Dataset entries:
____

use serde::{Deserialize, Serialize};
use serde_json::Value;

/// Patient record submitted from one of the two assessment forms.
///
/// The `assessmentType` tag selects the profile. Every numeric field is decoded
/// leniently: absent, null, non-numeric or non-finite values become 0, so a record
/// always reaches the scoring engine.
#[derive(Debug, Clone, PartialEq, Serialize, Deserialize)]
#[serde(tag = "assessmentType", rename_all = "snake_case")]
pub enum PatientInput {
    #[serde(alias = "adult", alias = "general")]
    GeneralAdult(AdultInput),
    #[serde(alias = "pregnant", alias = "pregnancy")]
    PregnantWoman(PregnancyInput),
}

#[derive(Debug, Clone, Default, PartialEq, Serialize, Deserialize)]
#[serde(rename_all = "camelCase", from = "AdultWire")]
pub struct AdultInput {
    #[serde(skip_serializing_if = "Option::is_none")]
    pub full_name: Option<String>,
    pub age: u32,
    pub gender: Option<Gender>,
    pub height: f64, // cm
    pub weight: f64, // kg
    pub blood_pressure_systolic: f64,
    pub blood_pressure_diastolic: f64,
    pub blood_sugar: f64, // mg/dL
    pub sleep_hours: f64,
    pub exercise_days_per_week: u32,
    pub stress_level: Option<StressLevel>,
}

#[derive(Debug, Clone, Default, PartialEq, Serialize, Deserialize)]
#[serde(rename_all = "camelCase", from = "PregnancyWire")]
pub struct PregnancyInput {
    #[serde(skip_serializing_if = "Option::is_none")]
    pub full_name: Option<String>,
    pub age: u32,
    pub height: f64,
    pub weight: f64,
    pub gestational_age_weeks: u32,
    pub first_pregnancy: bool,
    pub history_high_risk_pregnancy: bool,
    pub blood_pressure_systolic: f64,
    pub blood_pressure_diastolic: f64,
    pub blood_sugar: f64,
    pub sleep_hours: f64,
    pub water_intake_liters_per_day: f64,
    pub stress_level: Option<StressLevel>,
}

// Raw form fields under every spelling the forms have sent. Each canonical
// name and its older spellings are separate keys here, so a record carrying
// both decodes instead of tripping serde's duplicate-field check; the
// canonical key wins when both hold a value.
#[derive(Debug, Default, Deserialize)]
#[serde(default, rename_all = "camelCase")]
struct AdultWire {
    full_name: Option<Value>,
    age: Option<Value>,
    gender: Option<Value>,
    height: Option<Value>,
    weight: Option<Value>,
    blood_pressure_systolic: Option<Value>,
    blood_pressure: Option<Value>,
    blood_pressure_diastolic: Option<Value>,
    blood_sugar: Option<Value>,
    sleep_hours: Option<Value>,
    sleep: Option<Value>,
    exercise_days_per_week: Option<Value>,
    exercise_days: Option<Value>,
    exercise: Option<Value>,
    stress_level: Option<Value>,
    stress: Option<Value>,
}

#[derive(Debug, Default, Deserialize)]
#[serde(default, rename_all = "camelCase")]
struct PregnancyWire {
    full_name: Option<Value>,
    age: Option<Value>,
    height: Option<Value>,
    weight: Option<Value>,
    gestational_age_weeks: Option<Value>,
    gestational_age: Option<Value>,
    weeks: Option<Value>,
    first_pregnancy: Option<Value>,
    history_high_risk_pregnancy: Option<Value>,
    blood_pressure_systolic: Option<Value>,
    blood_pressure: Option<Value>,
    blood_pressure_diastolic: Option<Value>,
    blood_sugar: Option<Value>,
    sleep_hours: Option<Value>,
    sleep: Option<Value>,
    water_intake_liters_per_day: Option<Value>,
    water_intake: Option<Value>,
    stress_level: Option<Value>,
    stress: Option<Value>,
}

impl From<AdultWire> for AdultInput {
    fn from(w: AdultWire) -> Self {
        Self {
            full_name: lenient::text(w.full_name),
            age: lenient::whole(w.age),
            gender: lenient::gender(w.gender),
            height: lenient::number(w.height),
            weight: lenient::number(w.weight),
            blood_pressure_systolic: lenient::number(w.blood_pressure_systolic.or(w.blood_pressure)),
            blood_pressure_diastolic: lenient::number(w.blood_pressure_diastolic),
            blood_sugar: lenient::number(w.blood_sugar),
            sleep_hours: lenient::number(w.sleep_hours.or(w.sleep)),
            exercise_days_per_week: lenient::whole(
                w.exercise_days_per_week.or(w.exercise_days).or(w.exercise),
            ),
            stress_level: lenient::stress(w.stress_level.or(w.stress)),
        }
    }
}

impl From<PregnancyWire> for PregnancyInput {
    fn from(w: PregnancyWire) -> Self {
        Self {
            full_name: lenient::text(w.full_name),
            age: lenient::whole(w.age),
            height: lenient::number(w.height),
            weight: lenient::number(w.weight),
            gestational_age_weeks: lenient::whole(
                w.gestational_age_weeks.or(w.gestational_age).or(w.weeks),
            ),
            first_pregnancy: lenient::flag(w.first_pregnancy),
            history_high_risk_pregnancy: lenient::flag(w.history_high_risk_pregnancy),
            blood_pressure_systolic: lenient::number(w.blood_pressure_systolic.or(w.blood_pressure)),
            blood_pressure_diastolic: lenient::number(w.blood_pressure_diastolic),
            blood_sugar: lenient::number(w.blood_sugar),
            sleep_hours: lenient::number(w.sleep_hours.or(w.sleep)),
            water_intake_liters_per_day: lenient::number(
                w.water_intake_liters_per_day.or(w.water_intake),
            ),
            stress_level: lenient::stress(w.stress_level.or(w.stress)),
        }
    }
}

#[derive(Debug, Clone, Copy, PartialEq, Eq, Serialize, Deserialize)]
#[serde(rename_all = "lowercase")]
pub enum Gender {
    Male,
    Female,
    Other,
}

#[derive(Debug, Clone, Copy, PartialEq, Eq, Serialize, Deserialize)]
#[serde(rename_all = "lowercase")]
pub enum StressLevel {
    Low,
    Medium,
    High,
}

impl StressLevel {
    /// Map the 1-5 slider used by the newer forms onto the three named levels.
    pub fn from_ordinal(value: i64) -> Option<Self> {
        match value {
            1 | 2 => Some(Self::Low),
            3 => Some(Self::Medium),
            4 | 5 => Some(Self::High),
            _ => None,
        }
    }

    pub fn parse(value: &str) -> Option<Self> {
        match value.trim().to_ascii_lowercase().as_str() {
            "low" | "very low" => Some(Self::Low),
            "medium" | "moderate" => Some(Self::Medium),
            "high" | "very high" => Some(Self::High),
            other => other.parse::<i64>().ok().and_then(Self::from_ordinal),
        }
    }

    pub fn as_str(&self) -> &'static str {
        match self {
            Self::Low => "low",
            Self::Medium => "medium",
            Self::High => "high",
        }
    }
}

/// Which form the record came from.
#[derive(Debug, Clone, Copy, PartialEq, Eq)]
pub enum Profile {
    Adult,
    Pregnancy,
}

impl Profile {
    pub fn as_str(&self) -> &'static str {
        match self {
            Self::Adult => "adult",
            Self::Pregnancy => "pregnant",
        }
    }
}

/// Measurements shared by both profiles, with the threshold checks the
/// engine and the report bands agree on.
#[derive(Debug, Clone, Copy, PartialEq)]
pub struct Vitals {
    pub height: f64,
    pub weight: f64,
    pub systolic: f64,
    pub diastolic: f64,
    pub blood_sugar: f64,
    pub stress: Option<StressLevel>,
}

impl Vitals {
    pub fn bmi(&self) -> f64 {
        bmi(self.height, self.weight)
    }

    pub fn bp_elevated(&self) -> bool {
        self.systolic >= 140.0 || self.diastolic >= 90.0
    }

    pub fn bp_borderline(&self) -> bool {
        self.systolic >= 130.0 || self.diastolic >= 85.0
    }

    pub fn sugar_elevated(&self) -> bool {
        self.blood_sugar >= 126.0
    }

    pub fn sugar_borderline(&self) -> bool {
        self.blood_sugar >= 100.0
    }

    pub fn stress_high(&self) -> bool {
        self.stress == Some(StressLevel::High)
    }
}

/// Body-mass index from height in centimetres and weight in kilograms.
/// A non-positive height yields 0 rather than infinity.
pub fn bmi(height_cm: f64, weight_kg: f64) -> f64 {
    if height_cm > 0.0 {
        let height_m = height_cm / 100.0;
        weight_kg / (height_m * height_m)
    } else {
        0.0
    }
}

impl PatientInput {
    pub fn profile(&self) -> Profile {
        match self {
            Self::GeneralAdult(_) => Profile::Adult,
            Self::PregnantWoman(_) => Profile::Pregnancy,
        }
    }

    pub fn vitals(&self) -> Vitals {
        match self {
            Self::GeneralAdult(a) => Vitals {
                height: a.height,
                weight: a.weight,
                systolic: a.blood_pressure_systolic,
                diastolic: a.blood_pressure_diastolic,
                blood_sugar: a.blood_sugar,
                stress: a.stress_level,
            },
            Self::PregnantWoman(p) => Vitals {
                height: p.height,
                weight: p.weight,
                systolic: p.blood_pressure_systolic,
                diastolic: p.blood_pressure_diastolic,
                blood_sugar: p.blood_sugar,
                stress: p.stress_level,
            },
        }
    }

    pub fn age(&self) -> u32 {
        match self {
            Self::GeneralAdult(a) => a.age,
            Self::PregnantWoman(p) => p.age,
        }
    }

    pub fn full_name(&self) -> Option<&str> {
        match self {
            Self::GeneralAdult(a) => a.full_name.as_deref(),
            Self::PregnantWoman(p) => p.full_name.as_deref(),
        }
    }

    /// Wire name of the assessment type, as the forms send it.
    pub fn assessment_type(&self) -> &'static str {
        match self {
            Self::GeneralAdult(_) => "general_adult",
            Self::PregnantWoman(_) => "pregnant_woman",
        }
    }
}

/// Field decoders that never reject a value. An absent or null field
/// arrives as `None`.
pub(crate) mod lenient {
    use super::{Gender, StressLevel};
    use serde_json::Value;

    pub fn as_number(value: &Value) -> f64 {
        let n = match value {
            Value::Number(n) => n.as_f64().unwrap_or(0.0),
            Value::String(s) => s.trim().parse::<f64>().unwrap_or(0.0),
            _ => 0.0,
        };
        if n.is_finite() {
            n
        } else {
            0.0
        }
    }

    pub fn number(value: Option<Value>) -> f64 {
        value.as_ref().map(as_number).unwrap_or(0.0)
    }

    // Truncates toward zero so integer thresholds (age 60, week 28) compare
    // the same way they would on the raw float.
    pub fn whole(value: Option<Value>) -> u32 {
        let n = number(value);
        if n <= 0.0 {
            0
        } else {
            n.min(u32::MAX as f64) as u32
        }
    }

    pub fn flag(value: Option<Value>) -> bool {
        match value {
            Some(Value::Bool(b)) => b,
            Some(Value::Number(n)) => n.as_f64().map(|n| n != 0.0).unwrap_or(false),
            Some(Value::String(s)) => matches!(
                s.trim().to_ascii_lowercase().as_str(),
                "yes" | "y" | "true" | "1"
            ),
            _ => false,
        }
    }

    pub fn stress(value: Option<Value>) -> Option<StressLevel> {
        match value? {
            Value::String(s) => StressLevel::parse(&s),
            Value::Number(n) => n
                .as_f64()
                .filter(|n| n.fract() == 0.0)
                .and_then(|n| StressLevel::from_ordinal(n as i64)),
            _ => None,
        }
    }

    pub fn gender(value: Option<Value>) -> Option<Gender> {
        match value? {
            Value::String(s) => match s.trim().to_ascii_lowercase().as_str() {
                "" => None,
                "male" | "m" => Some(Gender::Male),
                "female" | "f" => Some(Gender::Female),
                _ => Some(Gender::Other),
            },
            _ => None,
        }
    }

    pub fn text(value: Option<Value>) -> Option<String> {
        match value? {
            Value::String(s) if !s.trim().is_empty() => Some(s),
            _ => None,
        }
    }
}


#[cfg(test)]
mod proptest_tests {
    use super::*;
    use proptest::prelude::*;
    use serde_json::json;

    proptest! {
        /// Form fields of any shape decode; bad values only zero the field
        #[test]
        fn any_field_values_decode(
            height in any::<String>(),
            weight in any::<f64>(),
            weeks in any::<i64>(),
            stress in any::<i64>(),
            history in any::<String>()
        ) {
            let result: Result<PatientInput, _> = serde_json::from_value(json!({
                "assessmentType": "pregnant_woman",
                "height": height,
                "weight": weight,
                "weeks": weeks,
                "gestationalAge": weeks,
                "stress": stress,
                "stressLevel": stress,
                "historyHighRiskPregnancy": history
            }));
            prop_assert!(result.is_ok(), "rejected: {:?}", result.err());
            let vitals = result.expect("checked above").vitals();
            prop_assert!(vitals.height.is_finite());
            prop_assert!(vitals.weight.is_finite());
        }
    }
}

____

- _Directions for this task_
Across all the records above, count the lines that contain "assessmentType" and reply with only the number.

- _Solution to the exercise_
3